In this instance, NASA has just released the latest images taken of asteroid Vesta by the currently orbiting Dawn spacecraft.

As we've seen with other asteroid images, Vesta also is highly pock-marked and eroded by eon upon eon of meteorite impacts. However, in the latest closeup image, we can clearly see 2 quite unusual craters that appear to have more of an interior structure than the normal, run of the mill meteorite crater that is usually plain, smooth and relatively unremarkable in appearance. Currently there is no immediate or obvious explanation for these 2 "out of the ordinary" craters.

According to Dawn's chief scientist Chris Russell of the University of California in Los Angeles ...
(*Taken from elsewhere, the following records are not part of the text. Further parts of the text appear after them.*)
//! Wall-clock source.
//!
//! Due detection and the next-dose projection only ever read time through a
//! [`Clock`], so tests can pin or advance it.

use chrono::{DateTime, Duration, FixedOffset, Local};
use std::sync::Mutex;

pub trait Clock: Send + Sync {
    /// The current instant in the user's local offset.
    fn now(&self) -> DateTime<FixedOffset>;
}

/// Reads the operating system clock.
#[derive(Debug, Default, Clone, Copy)]
pub struct SystemClock;

impl Clock for SystemClock {
    fn now(&self) -> DateTime<FixedOffset> {
        Local::now().fixed_offset()
    }
}

/// A clock that only moves when told to.
#[derive(Debug)]
pub struct FixedClock {
    now: Mutex<DateTime<FixedOffset>>,
}

impl FixedClock {
    pub fn new(now: DateTime<FixedOffset>) -> Self {
        Self {
            now: Mutex::new(now),
        }
    }

    pub fn set(&self, now: DateTime<FixedOffset>) {
        *self.lock() = now;
    }

    pub fn advance(&self, by: Duration) {
        let mut now = self.lock();
        *now += by;
    }

    fn lock(&self) -> std::sync::MutexGuard<'_, DateTime<FixedOffset>> {
        // A poisoned lock still holds a valid instant.
        self.now.lock().unwrap_or_else(|e| e.into_inner())
    }
}

impl Clock for FixedClock {
    fn now(&self) -> DateTime<FixedOffset> {
        *self.lock()
    }
}
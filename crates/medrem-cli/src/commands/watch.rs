//! Due checks and the next-dose projection from the command line.

use chrono::Local;
use medrem_core::display::{format_countdown, format_time};
use medrem_core::{
    Config, DoseSlot, Event, NextReminder, NullSink, Poller, PollerConfig, Reminder, ReminderSink,
};
use std::io::Write;
use std::sync::{Arc, Mutex};

use super::{open_service, print_json};

/// `Metformin - 500mg at 8:00 AM (After Meal), in 11h 0m`.
fn next_line(next: &NextReminder) -> String {
    let when = match &next.slot.specific_time {
        Some(t) => format!("at {} ({})", format_time(t), next.slot.meal),
        None => format!("({})", next.slot.meal),
    };
    format!(
        "{} {}, {}",
        next.reminder.title(),
        when,
        format_countdown(next.minutes_until)
    )
}

pub fn next(plain: bool) -> Result<(), Box<dyn std::error::Error>> {
    let config = Config::load()?;
    let service = open_service(&config, Arc::new(NullSink))?;
    let next = service.next_reminder();

    if plain {
        match &next {
            Some(n) => println!("{}", next_line(n)),
            None => println!("No upcoming doses."),
        }
        return Ok(());
    }
    print_json(&Event::NextReminder {
        next,
        at: service.now(),
    })
}

/// One due-check pass. Due doses print as JSON lines, even when the stamps
/// could not be saved.
pub fn check() -> Result<(), Box<dyn std::error::Error>> {
    let config = Config::load()?;
    let mut service = open_service(&config, Arc::new(StdoutSink::default()))?;
    service.check_due()?;
    Ok(())
}

/// Prints due doses as JSON lines and next-dose changes as they happen.
#[derive(Default)]
struct StdoutSink {
    last_next: Mutex<Option<Option<NextReminder>>>,
}

impl ReminderSink for StdoutSink {
    fn on_due(&self, reminder: &Reminder, slot_index: usize, slot: &DoseSlot) {
        emit(&due_event(reminder, slot_index, slot));
    }

    fn on_next_reminder_changed(&self, next: Option<&NextReminder>) {
        let next = next.cloned();
        let mut last = match self.last_next.lock() {
            Ok(guard) => guard,
            Err(poisoned) => poisoned.into_inner(),
        };
        if last.as_ref() == Some(&next) {
            return;
        }
        *last = Some(next.clone());
        emit(&Event::NextReminder {
            next,
            at: Local::now().fixed_offset(),
        });
    }

    fn on_audio_cue(&self) {
        let mut stderr = std::io::stderr();
        let _ = stderr.write_all(b"\x07");
        let _ = stderr.flush();
    }
}

fn due_event(reminder: &Reminder, slot_index: usize, slot: &DoseSlot) -> Event {
    Event::DoseDue {
        reminder: reminder.clone(),
        slot_index,
        slot: slot.clone(),
        at: Local::now().fixed_offset(),
    }
}

fn emit(event: &Event) {
    match serde_json::to_string(event) {
        Ok(line) => println!("{line}"),
        Err(e) => tracing::warn!(error = %e, "failed to encode event"),
    }
}

/// Ticks do blocking file I/O under the service lock, so the poller gets a
/// thread of its own rather than a worker pool.
fn runtime() -> std::io::Result<tokio::runtime::Runtime> {
    tokio::runtime::Builder::new_current_thread()
        .enable_all()
        .build()
}

pub fn watch() -> Result<(), Box<dyn std::error::Error>> {
    let config = Config::load()?;
    let service = open_service(&config, Arc::new(StdoutSink::default()))?;
    runtime()?.block_on(async {
        let mut poller = Poller::new(Arc::new(Mutex::new(service)), PollerConfig::from(&config));
        poller.start();
        tracing::info!(
            due_check_secs = config.polling.due_check_secs,
            projection_secs = config.polling.projection_secs,
            "watching reminders"
        );

        let signal = tokio::signal::ctrl_c().await;
        poller.stop().await;
        signal
    })?;
    Ok(())
}

#[cfg(test)]
mod tests {
    use super::*;
    use chrono::{NaiveDate, NaiveTime};
    use medrem_core::{DosePeriod, Frequency, MealTiming};

    fn next(time: Option<NaiveTime>, minutes_until: u32) -> NextReminder {
        let slot = DoseSlot::new(DosePeriod::Morning, MealTiming::After, time);
        NextReminder {
            reminder: Reminder {
                id: 1,
                medicine_name: "Metformin".into(),
                dosage: "500mg".into(),
                frequency: Frequency::OnceDaily,
                schedule: vec![slot.clone()],
                start_date: NaiveDate::from_ymd_opt(2024, 6, 1).unwrap(),
                end_date: None,
                notes: String::new(),
                is_active: true,
            },
            slot_index: 0,
            slot,
            minutes_until,
        }
    }

    #[test]
    fn next_line_reads_naturally() {
        let n = next(NaiveTime::from_hms_opt(8, 0, 0), 660);
        assert_eq!(
            next_line(&n),
            "Metformin - 500mg at 8:00 AM (After Meal), in 11h 0m"
        );
    }

    #[test]
    fn due_event_keeps_the_index_of_identical_slots() {
        let mut n = next(NaiveTime::from_hms_opt(8, 0, 0), 0);
        n.reminder.schedule.push(n.slot.clone());

        match due_event(&n.reminder, 1, &n.reminder.schedule[1]) {
            Event::DoseDue { slot_index, .. } => assert_eq!(slot_index, 1),
            other => panic!("unexpected event {other:?}"),
        }
    }

    #[test]
    fn watch_runs_on_a_single_thread() {
        let flavor = runtime()
            .unwrap()
            .block_on(async { tokio::runtime::Handle::current().runtime_flavor() });
        assert_eq!(flavor, tokio::runtime::RuntimeFlavor::CurrentThread);
    }

    #[test]
    fn sink_dedupes_unchanged_projection() {
        let sink = StdoutSink::default();
        let n = next(NaiveTime::from_hms_opt(8, 0, 0), 5);
        sink.on_next_reminder_changed(Some(&n));
        sink.on_next_reminder_changed(Some(&n));
        let last = sink.last_next.lock().unwrap().clone();
        assert_eq!(last, Some(Some(n)));
    }
}
//! # libnyx-proc - Linux Process Model Emulation
//!
//! Gives independently launched instances of the emulator one shared view
//! of a Linux process model: pids, parent/child links, process groups,
//! sessions and the `wait` family.
//!
//! ## Features
//!
//! - **Shared process table** - Memory-mapped pid table guarded by a named lock
//! - **Pid allocation** - Rotating allocation with a reserved init process
//! - **Child tracking** - Fixed pool of unreaped children per instance
//! - **Wait engine** - `wait4`/`waitpid` semantics over native child exits
//! - **Syscall adapters** - Identity, credential and limit calls with Linux return codes
//!
//! ## Quick Start
//!
//! ```no_run
//! use std::process::Command;
//! use std::sync::Arc;
//! use libnyx_proc::{LocalSignals, ProcConfig, ProcessContext, WaitOptions};
//!
//! # fn main() -> libnyx_proc::Result<()> {
//! let signals = LocalSignals::new();
//! let mut ctx = ProcessContext::bootstrap(&ProcConfig::default(), Arc::new(signals.clone()))?;
//!
//! let child = Command::new("true").spawn()?;
//! let registration = ctx.spawn_register(child.id())?;
//! signals.watch_native(child, registration.termination.clone());
//!
//! let outcome = ctx.wait_any(WaitOptions::empty())?;
//! println!("pid {} exited with {:?}", outcome.pid, outcome.status.exit_code());
//! # Ok(())
//! # }
//! ```

pub mod children;
pub mod config;
pub mod context;
pub mod error;
pub mod query;
pub mod shm;
pub mod signal;
pub mod sys;
pub mod table;
pub mod wait;

pub use config::{LimitsConfig, ProcConfig};
pub use context::ProcessContext;
pub use error::{Errno, ProcError, Result};
pub use query::{EntryKind, ProcDir, ProcDirEntry};
pub use signal::{ChildRegistration, LocalSignals, SigWrite, SignalSubsystem, Termination, WaitResult};
pub use sys::{AddressSpace, Syscalls};
pub use table::{Pid, ProcessRecord, SharedTable, INIT_PID};
pub use wait::{ExitStatus, WaitOptions, WaitOutcome, WaitSelector};
//! Boundary with the signal-delivery subsystem
//!
//! The core never looks at how a native exit is observed. It hands the
//! subsystem a [`Termination`] per spawned child and relies on two things:
//! the flag flips exactly once, and the counting notification goes up by
//! exactly one at the same time. [`LocalSignals`] is an in-process
//! implementation that watches host children from helper threads.

use std::num::NonZeroU64;
use std::process::Child;
use std::sync::atomic::{AtomicBool, AtomicI32, Ordering};
use std::sync::{Arc, Condvar, Mutex, MutexGuard};
use std::thread::{self, JoinHandle};
use tracing::{debug, error, warn};

use crate::table::Pid;

/// Opaque handle other instances use to deliver signals to a process
#[derive(Clone, Copy, Debug, PartialEq, Eq, Hash)]
#[repr(transparent)]
pub struct SigWrite(NonZeroU64);

impl SigWrite {
    /// Wrap a raw handle; 0 means "no handle"
    pub fn from_raw(raw: u64) -> Option<Self> {
        NonZeroU64::new(raw).map(Self)
    }

    /// Raw handle value
    pub fn as_raw(self) -> u64 {
        self.0.get()
    }
}

/// Outcome of a blocking wait
#[derive(Debug, Clone, Copy, PartialEq, Eq)]
pub enum WaitResult {
    /// The awaited object became ready
    Signaled,
    /// An asynchronous signal arrived for the caller first
    Interrupted,
}

/// Termination state of one child, shared with whoever observes its exit
#[derive(Debug, Default)]
pub struct Termination {
    claimed: AtomicBool,
    terminated: AtomicBool,
    exit_code: AtomicI32,
}

impl Termination {
    pub fn new() -> Arc<Self> {
        Arc::new(Self::default())
    }

    /// Record the native exit. Returns false if it was already recorded.
    pub fn mark_exited(&self, exit_code: i32) -> bool {
        if self.claimed.swap(true, Ordering::AcqRel) {
            return false;
        }
        self.exit_code.store(exit_code, Ordering::Relaxed);
        self.terminated.store(true, Ordering::Release);
        true
    }

    pub fn is_terminated(&self) -> bool {
        self.terminated.load(Ordering::Acquire)
    }

    /// Native exit code, once terminated
    pub fn exit_code(&self) -> Option<i32> {
        self.is_terminated()
            .then(|| self.exit_code.load(Ordering::Relaxed))
    }
}

/// A child as announced to the signal subsystem
#[derive(Debug, Clone)]
pub struct ChildRegistration {
    pub pid: Pid,
    pub native_pid: u32,
    pub termination: Arc<Termination>,
}

/// What the core needs from the signal-delivery subsystem
pub trait SignalSubsystem: Send + Sync {
    /// Delivery handle for the calling process, published in its table slot
    fn process_sigwrite(&self) -> Option<SigWrite>;

    /// Start observing a freshly spawned child
    fn register_child(&self, child: &ChildRegistration);

    /// Block until `termination` is set or a signal interrupts the caller.
    /// Consumes nothing.
    fn wait_child(&self, termination: &Termination) -> WaitResult;

    /// Block until one child-terminated notification is available and
    /// consume it, or return `Interrupted` without consuming anything.
    fn wait_notification(&self) -> WaitResult;

    /// Consume one notification, blocking until one is available.
    /// Never interrupted.
    fn consume_notification(&self);
}

#[derive(Debug, Default)]
struct NotifyState {
    notifications: u64,
    interrupt_pending: bool,
}

#[derive(Debug, Default)]
struct Shared {
    state: Mutex<NotifyState>,
    cond: Condvar,
}

impl Shared {
    fn state(&self) -> MutexGuard<'_, NotifyState> {
        // A panicking watcher cannot leave the counter half-updated
        self.state.lock().unwrap_or_else(|poisoned| poisoned.into_inner())
    }

    fn wait<'a>(&self, guard: MutexGuard<'a, NotifyState>) -> MutexGuard<'a, NotifyState> {
        self.cond
            .wait(guard)
            .unwrap_or_else(|poisoned| poisoned.into_inner())
    }
}

/// In-process signal subsystem: a counting notification plus an
/// interrupt flag, guarded by one mutex so no wakeup is lost.
#[derive(Debug, Clone, Default)]
pub struct LocalSignals {
    shared: Arc<Shared>,
    sigwrite: Option<SigWrite>,
}

impl LocalSignals {
    pub fn new() -> Self {
        Self::default()
    }

    /// Publish `sigwrite` as this process's delivery handle
    pub fn with_sigwrite(mut self, sigwrite: SigWrite) -> Self {
        self.sigwrite = Some(sigwrite);
        self
    }

    /// Record a native exit: flip the flag and post one notification
    pub fn notify_exit(&self, termination: &Termination, exit_code: i32) {
        let mut state = self.shared.state();
        if termination.mark_exited(exit_code) {
            state.notifications += 1;
            self.shared.cond.notify_all();
        } else {
            warn!("Duplicate exit notification ignored");
        }
    }

    /// Simulate an asynchronous signal arriving for the caller
    pub fn interrupt(&self) {
        let mut state = self.shared.state();
        state.interrupt_pending = true;
        self.shared.cond.notify_all();
    }

    /// Notifications posted but not yet consumed
    pub fn pending_notifications(&self) -> u64 {
        self.shared.state().notifications
    }

    /// Watch a host child from a helper thread, notifying when it exits
    pub fn watch_native(&self, mut child: Child, termination: Arc<Termination>) -> JoinHandle<()> {
        let signals = self.clone();
        thread::spawn(move || {
            let native_pid = child.id();
            let code = match child.wait() {
                Ok(status) => status.code().unwrap_or_else(|| {
                    use std::os::unix::process::ExitStatusExt;
                    128 + status.signal().unwrap_or(0)
                }),
                Err(e) => {
                    warn!("wait on native pid {} failed: {}", native_pid, e);
                    -1
                }
            };
            debug!("Native pid {} exited with {}", native_pid, code);
            signals.notify_exit(&termination, code);
        })
    }
}

/// Wait for a watcher started by [`LocalSignals::watch_native`].
/// Returns false, after logging, if the watcher panicked.
pub fn join_watcher(watcher: JoinHandle<()>, native_pid: u32) -> bool {
    match watcher.join() {
        Ok(()) => true,
        Err(_) => {
            error!("Watcher for native pid {} panicked", native_pid);
            false
        }
    }
}

impl SignalSubsystem for LocalSignals {
    fn process_sigwrite(&self) -> Option<SigWrite> {
        self.sigwrite
    }

    fn register_child(&self, child: &ChildRegistration) {
        debug!("Observing child {} (native pid {})", child.pid, child.native_pid);
    }

    fn wait_child(&self, termination: &Termination) -> WaitResult {
        let mut state = self.shared.state();
        loop {
            if termination.is_terminated() {
                return WaitResult::Signaled;
            }
            if state.interrupt_pending {
                state.interrupt_pending = false;
                return WaitResult::Interrupted;
            }
            state = self.shared.wait(state);
        }
    }

    fn wait_notification(&self) -> WaitResult {
        let mut state = self.shared.state();
        loop {
            if state.notifications > 0 {
                state.notifications -= 1;
                return WaitResult::Signaled;
            }
            if state.interrupt_pending {
                state.interrupt_pending = false;
                return WaitResult::Interrupted;
            }
            state = self.shared.wait(state);
        }
    }

    fn consume_notification(&self) {
        let mut state = self.shared.state();
        while state.notifications == 0 {
            state = self.shared.wait(state);
        }
        state.notifications -= 1;
    }
}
The interiors of some craters are decorated with very dark streaks of unknown origin (see image). "I haven't seen anything like that before," said Russell. The more detailed views that Dawn will obtain as it spirals closer might help reveal their origin ...






Well, whatever the cause may eventually be determined to be ... still undeniably brilliant images coming to us from the depths of uncharted space



ETA:

I just had to throw in the following enlargement showing the upper left quadrant of the main "unusual" crater.
Just my imagination at play here but it sure looks like a slice of cake with icing ... and a rubber duck to the side and below it ... amazing what the imagination can come up with !



edit on 2/8/11 by tauristercus because: (no reason given)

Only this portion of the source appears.